The main part of the stand is a table with a selection of freebies, including copies of the last Annual Report and newsletter, pens and squeezy foam “stress balls”. Behind them, a message invites comments on health and social care.
That message did attract people’s attention, and it is truthful. It is just a pity it looks so unprofessional, appearing to have been made by using an office photocopier to enlarge separate words, laminating them, and sticking them on to the background with Blu-Tack.
There’s no clear information on what the LINk actually is. Many people wanted to know that first, before they were prepared to pass on information about their experiences. I felt it should have been made obvious on the stand, even though it is complicated to describe truthfully.

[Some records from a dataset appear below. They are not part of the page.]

//! Function execution service port.
//!
//! A keyword call is a three-step conversation with the service: reserve an
//! agent token, invoke the function on it, release the token. The engine
//! always releases a token it reserved, whatever the invocation outcome.

use std::collections::BTreeMap;

use arbor_execution::{Attachment, ErrorKind, Measure};
use async_trait::async_trait;
use serde::{Deserialize, Serialize};
use serde_json::Value;

use crate::error::PortsError;

/// A reserved agent slot.
#[derive(Debug, Clone, PartialEq, Eq, Serialize, Deserialize)]
pub struct Token {
    /// Token id assigned by the service.
    pub id: String,
    /// Attributes of the agent behind the token.
    #[serde(default)]
    pub attributes: BTreeMap<String, String>,
}

/// Names the function to invoke.
#[derive(Debug, Clone, PartialEq, Eq, Serialize, Deserialize)]
pub struct FunctionRef {
    /// Keyword name.
    pub name: String,
}

impl FunctionRef {
    /// Reference a function by name.
    pub fn new(name: impl Into<String>) -> Self {
        Self { name: name.into() }
    }
}

/// Input of one invocation.
#[derive(Debug, Clone, Default, PartialEq, Serialize, Deserialize)]
pub struct FunctionInput {
    /// JSON arguments.
    pub payload: Value,
    /// Transport properties, e.g. the run id.
    #[serde(default)]
    pub properties: BTreeMap<String, String>,
}

/// An error reported by the callee.
///
/// Transport failures never get this far: they are returned as
/// [`PortsError`] from [`FunctionExecutionService::invoke`].
#[derive(Debug, Clone, PartialEq, Serialize, Deserialize)]
pub struct FunctionError {
    /// `Business` for a failed check, `Technical` for an agent-side fault.
    pub kind: ErrorKind,
    /// Message.
    pub message: String,
    /// Structured payload from the agent.
    #[serde(default)]
    pub details: Option<Value>,
}

/// Result of one invocation.
#[derive(Debug, Clone, Default, PartialEq, Serialize, Deserialize)]
pub struct FunctionOutput {
    /// JSON payload.
    pub payload: Value,
    /// Callee-reported error.
    #[serde(default)]
    pub error: Option<FunctionError>,
    /// Binary artifacts.
    #[serde(default)]
    pub attachments: Vec<Attachment>,
    /// Timed measurements.
    #[serde(default)]
    pub measures: Vec<Measure>,
}

impl FunctionOutput {
    /// A successful output.
    pub fn success(payload: Value) -> Self {
        Self {
            payload,
            ..Self::default()
        }
    }

    /// An output carrying a business failure.
    pub fn business_failure(message: impl Into<String>) -> Self {
        Self::failure(ErrorKind::Business, message)
    }

    /// An output carrying an agent-side technical error.
    pub fn technical_error(message: impl Into<String>) -> Self {
        Self::failure(ErrorKind::Technical, message)
    }

    fn failure(kind: ErrorKind, message: impl Into<String>) -> Self {
        Self {
            error: Some(FunctionError {
                kind,
                message: message.into(),
                details: None,
            }),
            ..Self::default()
        }
    }

    /// Add an attachment.
    #[must_use]
    pub fn with_attachment(mut self, attachment: Attachment) -> Self {
        self.attachments.push(attachment);
        self
    }

    /// Add a measure.
    #[must_use]
    pub fn with_measure(mut self, measure: Measure) -> Self {
        self.measures.push(measure);
        self
    }
}

/// Delegates keyword execution to agents.
#[async_trait]
pub trait FunctionExecutionService: Send + Sync {
    /// Reserve a token on an agent.
    ///
    /// `attributes` describe the caller; `interests` map agent attribute
    /// names to regexes the agent must match.
    async fn reserve(
        &self,
        attributes: BTreeMap<String, String>,
        interests: BTreeMap<String, String>,
    ) -> Result<Token, PortsError>;

    /// Invoke a function on a reserved token.
    async fn invoke(
        &self,
        token: &Token,
        function: &FunctionRef,
        input: FunctionInput,
    ) -> Result<FunctionOutput, PortsError>;

    /// Return a token to the pool.
    async fn release(&self, token: Token) -> Result<(), PortsError>;
}
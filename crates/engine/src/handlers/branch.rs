//! Conditional branching: If and Switch.

use arbor_execution::{ReportNode, ReportNodeStatus, StatusComposer};
use arbor_plan::{NodeKind, PlanNode};
use async_trait::async_trait;

use crate::context::ExecutionContext;
use crate::convert;
use crate::error::EngineError;
use crate::handler::NodeHandler;
use crate::handlers::kind_mismatch;
use crate::handlers::sequence::fold;

/// Handler for [`NodeKind::If`].
///
/// The first child is the `then` branch, the optional second child the
/// `else` branch.
#[derive(Debug, Default, Clone, Copy)]
pub struct IfHandler;

#[async_trait]
impl NodeHandler for IfHandler {
    async fn execute(
        &self,
        ctx: &ExecutionContext,
        node: &PlanNode,
        report: &mut ReportNode,
    ) -> Result<ReportNodeStatus, EngineError> {
        let NodeKind::If(params) = &node.kind else {
            return Err(kind_mismatch("if", node));
        };
        let condition = ctx.eval_bool(&params.condition, "condition")?;
        report.set_attribute("condition", condition);

        let branch = if condition {
            node.children.first()
        } else {
            node.children.get(1)
        };
        let mut composer = StatusComposer::new();
        if let Some(branch) = branch {
            let child = ctx.run_child(branch, report.id).await;
            fold(&mut composer, child.status);
        }
        Ok(composer.finish())
    }
}

/// Handler for [`NodeKind::Switch`].
///
/// Dispatches the first `Case` child whose value equals the expression.
/// Other children are ignored.
#[derive(Debug, Default, Clone, Copy)]
pub struct SwitchHandler;

#[async_trait]
impl NodeHandler for SwitchHandler {
    async fn execute(
        &self,
        ctx: &ExecutionContext,
        node: &PlanNode,
        report: &mut ReportNode,
    ) -> Result<ReportNodeStatus, EngineError> {
        let NodeKind::Switch(params) = &node.kind else {
            return Err(kind_mismatch("switch", node));
        };
        let value = ctx.evaluate(&params.expression)?;
        report.input = Some(value.clone());

        let mut matched = None;
        for child in &node.children {
            if let NodeKind::Case(case) = &child.kind
                && convert::loosely_equal(&ctx.evaluate(&case.value)?, &value)
            {
                matched = Some(child);
                break;
            }
        }

        let mut composer = StatusComposer::new();
        match matched {
            Some(case) => {
                let child = ctx.run_child(case, report.id).await;
                fold(&mut composer, child.status);
            }
            None => tracing::debug!(value = %value, "no case matched"),
        }
        Ok(composer.finish())
    }
}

So the stand as a whole gives the impression of a bunch of amateurs with money to burn, though not enough money to hire professional advertising and PR expertise. While that impression may be painfully accurate, it’s not the most desirable one.
The LINk needs to recruit marketing and PR directors from amongst its members in order to build a more serious public image, it seems to me.
Another complication was that the stand was in the charge of a paid employee of the LINk’s host organization, Gloucestershire Rural Community Council. This made it untruthful to say to the public, “We’re volunteers.” I am baffled by the need for an organization with hundreds of volunteer members to use paid staff to put up a stand in a shopping centre.
The cost of using paid staff on the stand was perhaps offset by placing the stand in a partly-derelict centre, where the LINk did not have to pay anything for the site. It would have been more effective to pay for a busy site. For example, a hundred yards away on the street outside the centre, another charity stand had perhaps ten or twenty times the number of passers-by to work with.
The LINk’s method for collecting opinions was also costly, giving each member of the public a personal interview that sometimes lasted many minutes. That severely limited the number of people who could be engaged with. Although the LINk has cards that people can take away so that they can send in their opinions later, it made little use of them on this occasion.
The opinions I heard from members of the public all concerned health care, not social care. They covered a wide range of topics, and I heard a mixture of compliments and complaints. I did not speak to enough people to form an impression of any particular topic. It’s only when many comments from events like this are collated back in the office that a clear impression about a particular service might emerge.
Even so, many of the comments I heard did have something in common. It was that people seemed much more concerned about feeling cared for by the NHS than by the medical quality of their care.
For example, people who praised their GPs or hospital staff generally praised them for being caring and attentive, responding quickly and taking time to listen. People who criticised GPs or hospital staff criticised them for having waiting lists, seeming rushed, or not paying enough attention to them.
The medical success or failure of NHS treatment, on the other hand, didn’t seem to matter much. Several people told me stories about having repeated or ongoing treatment, making me wonder to myself whether they had perhaps been treated ineffectively or even incompetently, but the medical outcome of their treatment was never the subject of a complaint. Equally, no one praised any example of outstanding medical skill.
From these few conversations, I got the impression that what used to be called “bedside manner” matters to the public far more than clinical effectiveness. People seem happy to remain ill as long as they feel cared for.
Liberating the NHS
If my impression is accurate, it has serious implications for the government’s planned changes to the NHS. On the one hand, it is planned to give the public more of a say in how their local NHS is run. On the other hand, it is planned to hold the NHS accountable for clinical outcomes.
Those two things might turn out to be incompatible. The public might prefer treatments that make them feel comforted but have poor clinical outcomes. Is that wrong? I can’t decide one way or the other.